* [WHAT YOU ARE ASKED TO DO]
Return every line from the one with "use tower::ServiceExt;" through the one with "let mut builder", inclusive, exactly as it appears below.

Stored items:
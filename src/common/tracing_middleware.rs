//! Request ID and structured logging middleware for the HTTP surfaces

use axum::{
    body::Body,
    http::{HeaderValue, Request, Response},
    middleware::Next,
};
use std::time::Instant;
use tracing::{info, warn, Instrument};
use uuid::Uuid;

/// Header name for request ID
pub const REQUEST_ID_HEADER: &str = "X-Request-ID";

/// Generate a new unique request ID
pub fn generate_request_id() -> String {
    Uuid::new_v4().to_string()
}

/// Tags every request with an ID (reusing the caller's if present) and logs
/// its completion with the status and latency.
pub async fn request_tracing_middleware(request: Request<Body>, next: Next) -> Response<Body> {
    let start = Instant::now();

    let request_id = request
        .headers()
        .get(REQUEST_ID_HEADER)
        .and_then(|v| v.to_str().ok())
        .map(|s| s.to_string())
        .unwrap_or_else(generate_request_id);

    let method = request.method().clone();
    let path = request.uri().path().to_string();

    let span = tracing::info_span!(
        "http_request",
        request_id = %request_id,
        method = %method,
        path = %path,
    );

    let mut response = next.run(request).instrument(span).await;

    let duration_ms = start.elapsed().as_millis() as u64;
    let status = response.status();

    if let Ok(value) = HeaderValue::from_str(&request_id) {
        response.headers_mut().insert(REQUEST_ID_HEADER, value);
    }

    if status.is_server_error() {
        warn!(
            request_id = %request_id,
            method = %method,
            path = %path,
            status = status.as_u16(),
            duration_ms,
            "Request failed"
        );
    } else {
        info!(
            request_id = %request_id,
            method = %method,
            path = %path,
            status = status.as_u16(),
            duration_ms,
            "Request completed"
        );
    }

    response
}
//! # tabletd
//!
//! Control plane for a replicated tablet store:
//! - Cluster membership with validated `ALTER SYSTEM` style changes
//! - Replica consistency checks fanned out to worker agents
//! - Bounded in-flight tasks, per-attempt timeouts and classified retries
//! - A periodic scheduler and an admin HTTP API
//!
//! ## Architecture

#![allow(clippy::result_large_err)]
//!
//! ```text
//! ┌─────────────────────────────────────────┐
//! │              Coordinator                │
//! │  NodeRegistry ◄── admin API (axum)      │
//! │  ConsistencyChecker ─► TaskDispatcher   │
//! └───────────┬─────────────────────────────┘
//!             │ JSON over HTTP
//!   ┌─────────┴──────────┬──────────────┐
//!   │                    │              │
//! ┌─▼──────────┐   ┌─────▼──────┐   ┌──▼───────────┐
//! │ Worker 1   │   │ Worker 2   │   │ Worker 3     │
//! │ replicas   │   │ replicas   │   │ replicas     │
//! └────────────┘   └────────────┘   └──────────────┘
//! ```
//!
//! ## Usage
//!
//! ### Start a coordinator
//! ```bash
//! tabletd-coord serve \
//!   --id coord-1 \
//!   --bind 0.0.0.0:8030 \
//!   --catalog ./catalog.json
//! ```
//!
//! ### Start a worker
//! ```bash
//! tabletd-worker serve \
//!   --id worker-1 \
//!   --bind 0.0.0.0:9060 \
//!   --data ./replicas.json
//! ```
//!
//! ### Use the CLI
//! ```bash
//! tabletd add-nodes backend 10.0.0.1:9060 10.0.0.2:9060
//! tabletd nodes --role backend
//! tabletd check-tablet 10001 --version 42
//! tabletd history --limit 20
//! ```

pub mod common;
pub mod coordinator;
pub mod ops;
pub mod worker;

// Re-export commonly used types
pub use common::{Config, Error, Result};
pub use coordinator::Coordinator;
pub use worker::WorkerServer;

/// Current version
pub const VERSION: &str = env!("CARGO_PKG_VERSION");

/// Build info
pub const BUILD_INFO: &str = concat!(env!("CARGO_PKG_VERSION"), " (", env!("CARGO_PKG_NAME"), ")");
//! Admin HTTP API driven through the router

use axum::body::Body;
use axum::http::{Request, StatusCode};
use axum::Router;
use futures_util::future::BoxFuture;
use serde_json::{json, Value};
use std::sync::Arc;
use tabletd::common::CoordinatorConfig;
use tabletd::coordinator::agent_client::{
    AgentClient, CheckConsistencyRequest, CheckConsistencyResponse, TransportError,
};
use tabletd::coordinator::catalog::InMemoryCatalog;
use tabletd::coordinator::http::create_router;
use tabletd::coordinator::{CoordinatorContext, NodeAddress, NodeId, NodeRegistry};
use tower::ServiceExt;

/// Every replica answers with the same checksum.
struct AgreeingAgent;

impl AgentClient for AgreeingAgent {
    type Request = CheckConsistencyRequest;
    type Response = CheckConsistencyResponse;

    fn call<'a>(
        &'a self,
        _addr: &'a NodeAddress,
        request: &'a CheckConsistencyRequest,
    ) -> BoxFuture<'a, Result<CheckConsistencyResponse, TransportError>> {
        Box::pin(async move {
            Ok(CheckConsistencyResponse {
                checksum: request.tablet_id * 31,
            })
        })
    }
}

fn app() -> (Router, Arc<InMemoryCatalog>) {
    let catalog = Arc::new(InMemoryCatalog::new());
    let context = CoordinatorContext::new(
        CoordinatorConfig::default(),
        Arc::new(NodeRegistry::default()),
        catalog.clone(),
        Arc::new(AgreeingAgent),
    );
    (create_router(Arc::new(context)), catalog)
}

async fn call(app: &Router, method: &str, uri: &str, body: Option<Value>) -> (StatusCode, Value) {
    let mut builder = Request::builder().method(method).uri(uri);
    let body = match body {
        Some(json) => {
            builder = builder.header("content-type", "application/json");
            Body::from(json.to_string())
        }
        None => Body::empty(),
    };
    let response = app
        .clone()
        .oneshot(builder.body(body).unwrap())
        .await
        .unwrap();
    let status = response.status();
    let bytes = axum::body::to_bytes(response.into_body(), usize::MAX)
        .await
        .unwrap();
    let value = if bytes.is_empty() {
        Value::Null
    } else {
        serde_json::from_slice(&bytes).unwrap_or(Value::Null)
    };
    (status, value)
}

#[tokio::test]
async fn test_add_list_and_drop_nodes() {
    let (app, _) = app();

    let (status, body) = call(
        &app,
        "POST",
        "/admin/system",
        Some(json!({
            "type": "add_nodes",
            "role": "backend",
            "host_ports": ["10.0.0.1:9060", "10.0.0.2:9060"]
        })),
    )
    .await;
    assert_eq!(status, StatusCode::OK);
    assert_eq!(body["node_ids"].as_array().unwrap().len(), 2);

    let (status, body) = call(&app, "GET", "/admin/nodes?role=backend", None).await;
    assert_eq!(status, StatusCode::OK);
    assert_eq!(body["nodes"].as_array().unwrap().len(), 2);
    assert_eq!(body["nodes"][0]["host"], "10.0.0.1");

    let (_, body) = call(&app, "GET", "/admin/nodes?role=frontend", None).await;
    assert!(body["nodes"].as_array().unwrap().is_empty());

    let (status, _) = call(
        &app,
        "POST",
        "/admin/system",
        Some(json!({
            "type": "drop_nodes",
            "role": "backend",
            "host_ports": ["10.0.0.1:9060"]
        })),
    )
    .await;
    assert_eq!(status, StatusCode::OK);

    let (_, body) = call(&app, "GET", "/admin/nodes", None).await;
    assert_eq!(body["nodes"].as_array().unwrap().len(), 1);
}

#[tokio::test]
async fn test_membership_errors_render_as_json() {
    let (app, _) = app();
    let add = json!({
        "type": "add_nodes",
        "role": "backend",
        "host_ports": ["10.0.0.1:9060"]
    });
    call(&app, "POST", "/admin/system", Some(add.clone())).await;

    let (status, body) = call(&app, "POST", "/admin/system", Some(add)).await;
    assert_eq!(status, StatusCode::CONFLICT);
    assert!(body["error"].as_str().unwrap().contains("already exists"));

    let (status, body) = call(
        &app,
        "POST",
        "/admin/system",
        Some(json!({"type": "add_nodes", "role": "backend", "host_ports": ["10.0.0.1:0"]})),
    )
    .await;
    assert_eq!(status, StatusCode::BAD_REQUEST);
    assert!(body["error"].as_str().unwrap().contains("host or port is wrong"));

    let (status, body) = call(
        &app,
        "POST",
        "/admin/system",
        Some(json!({
            "type": "modify_host",
            "role": "backend",
            "src_host": "10.0.0.1",
            "dest_host": "10.0.0.9"
        })),
    )
    .await;
    assert_eq!(status, StatusCode::BAD_REQUEST);
    assert!(body["error"].as_str().unwrap().contains("ip to ip"));

    let (status, body) = call(&app, "POST", "/admin/system", Some(json!({"type": "nope"}))).await;
    assert_eq!(status, StatusCode::BAD_REQUEST);
    assert!(body["error"].is_string());

    let (status, body) = call(&app, "GET", "/admin/nodes?role=wizard", None).await;
    assert_eq!(status, StatusCode::BAD_REQUEST);
    assert!(body["error"].as_str().unwrap().contains("unknown node role"));
}

#[tokio::test]
async fn test_get_and_update_node() {
    let (app, _) = app();
    let (_, body) = call(
        &app,
        "POST",
        "/admin/system",
        Some(json!({"type": "add_nodes", "role": "compute", "host_ports": ["10.0.0.3:9060"]})),
    )
    .await;
    let id = body["node_ids"][0].as_u64().unwrap();

    let (status, node) = call(&app, "GET", &format!("/admin/nodes/{}", id), None).await;
    assert_eq!(status, StatusCode::OK);
    assert_eq!(node["role"], "compute");
    assert_eq!(node["state"], "alive");

    let (status, _) = call(
        &app,
        "PUT",
        &format!("/admin/nodes/{}/state", id),
        Some(json!({"state": "dead"})),
    )
    .await;
    assert_eq!(status, StatusCode::OK);
    let (_, node) = call(&app, "GET", &format!("/admin/nodes/{}", id), None).await;
    assert_eq!(node["state"], "dead");

    let (status, body) = call(&app, "GET", "/admin/nodes/999", None).await;
    assert_eq!(status, StatusCode::NOT_FOUND);
    assert!(body["error"].is_string());
}

#[tokio::test]
async fn test_brokers_round_trip() {
    let (app, _) = app();
    let (status, _) = call(
        &app,
        "POST",
        "/admin/system",
        Some(json!({
            "type": "modify_broker",
            "name": "hdfs",
            "op": {"op": "add", "host_ports": ["10.0.1.1:8000", "10.0.1.2:8000"]}
        })),
    )
    .await;
    assert_eq!(status, StatusCode::OK);

    let (_, body) = call(&app, "GET", "/admin/nodes?role=broker", None).await;
    assert_eq!(body["nodes"].as_array().unwrap().len(), 2);
    assert_eq!(body["nodes"][0]["broker_name"], "hdfs");

    let (status, _) = call(
        &app,
        "POST",
        "/admin/system",
        Some(json!({"type": "modify_broker", "name": "hdfs", "op": {"op": "drop_all"}})),
    )
    .await;
    assert_eq!(status, StatusCode::OK);
    let (_, body) = call(&app, "GET", "/admin/nodes?role=broker", None).await;
    assert!(body["nodes"].as_array().unwrap().is_empty());
}

#[tokio::test]
async fn test_check_tablet_and_history() {
    let (app, catalog) = app();
    catalog.put_tablet(1, 500, [(NodeId(1), 3, 9), (NodeId(2), 3, 9)]);
    catalog.put_tablet(1, 501, [(NodeId(1), 3, 9)]);
    call(
        &app,
        "POST",
        "/admin/system",
        Some(json!({"type": "add_nodes", "role": "backend", "host_ports": ["10.0.0.1:9060", "10.0.0.2:9060"]})),
    )
    .await;

    let (status, report) = call(
        &app,
        "POST",
        "/admin/consistency/tablets/500",
        Some(json!({"version": 9, "deadline_ms": 2000})),
    )
    .await;
    assert_eq!(status, StatusCode::OK);
    assert_eq!(report["status"], "consistent");
    assert_eq!(report["majority_checksum"], 500 * 31);

    let (status, body) = call(
        &app,
        "POST",
        "/admin/consistency/tablets/501",
        Some(json!({"version": 9})),
    )
    .await;
    assert_eq!(status, StatusCode::UNPROCESSABLE_ENTITY);
    assert!(body["error"].as_str().unwrap().contains("Insufficient replicas"));

    let (status, _) = call(
        &app,
        "POST",
        "/admin/consistency/tablets/404",
        Some(json!({"version": 9})),
    )
    .await;
    assert_eq!(status, StatusCode::NOT_FOUND);

    let (status, body) = call(
        &app,
        "POST",
        "/admin/consistency/tables/1",
        Some(json!({"version": 9})),
    )
    .await;
    assert_eq!(status, StatusCode::OK);
    assert_eq!(body["tablets"], 2);
    assert_eq!(body["passed"], 1);

    let (status, body) = call(&app, "GET", "/admin/consistency/history?tablet_id=500", None).await;
    assert_eq!(status, StatusCode::OK);
    assert_eq!(body["reports"].as_array().unwrap().len(), 1);
}

#[tokio::test]
async fn test_health_and_request_id() {
    let (app, _) = app();
    let response = app
        .clone()
        .oneshot(
            Request::builder()
                .uri("/health")
                .header("X-Request-ID", "req-42")
                .body(Body::empty())
                .unwrap(),
        )
        .await
        .unwrap();
    assert_eq!(response.status(), StatusCode::OK);
    assert_eq!(response.headers()["X-Request-ID"], "req-42");

    let (_, body) = call(&app, "GET", "/health", None).await;
    assert_eq!(body["status"], "healthy");
    assert_eq!(body["in_flight_tasks"], 0);
}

* [RESULT OF THIS TASK]
use tower::ServiceExt;

/// Every replica answers with the same checksum.
struct AgreeingAgent;

impl AgentClient for AgreeingAgent {
    type Request = CheckConsistencyRequest;
    type Response = CheckConsistencyResponse;

    fn call<'a>(
        &'a self,
        _addr: &'a NodeAddress,
        request: &'a CheckConsistencyRequest,
    ) -> BoxFuture<'a, Result<CheckConsistencyResponse, TransportError>> {
        Box::pin(async move {
            Ok(CheckConsistencyResponse {
                checksum: request.tablet_id * 31,
            })
        })
    }
}

fn app() -> (Router, Arc<InMemoryCatalog>) {
    let catalog = Arc::new(InMemoryCatalog::new());
    let context = CoordinatorContext::new(
        CoordinatorConfig::default(),
        Arc::new(NodeRegistry::default()),
        catalog.clone(),
        Arc::new(AgreeingAgent),
    );
    (create_router(Arc::new(context)), catalog)
}

async fn call(app: &Router, method: &str, uri: &str, body: Option<Value>) -> (StatusCode, Value) {
    let mut builder = Request::builder().method(method).uri(uri);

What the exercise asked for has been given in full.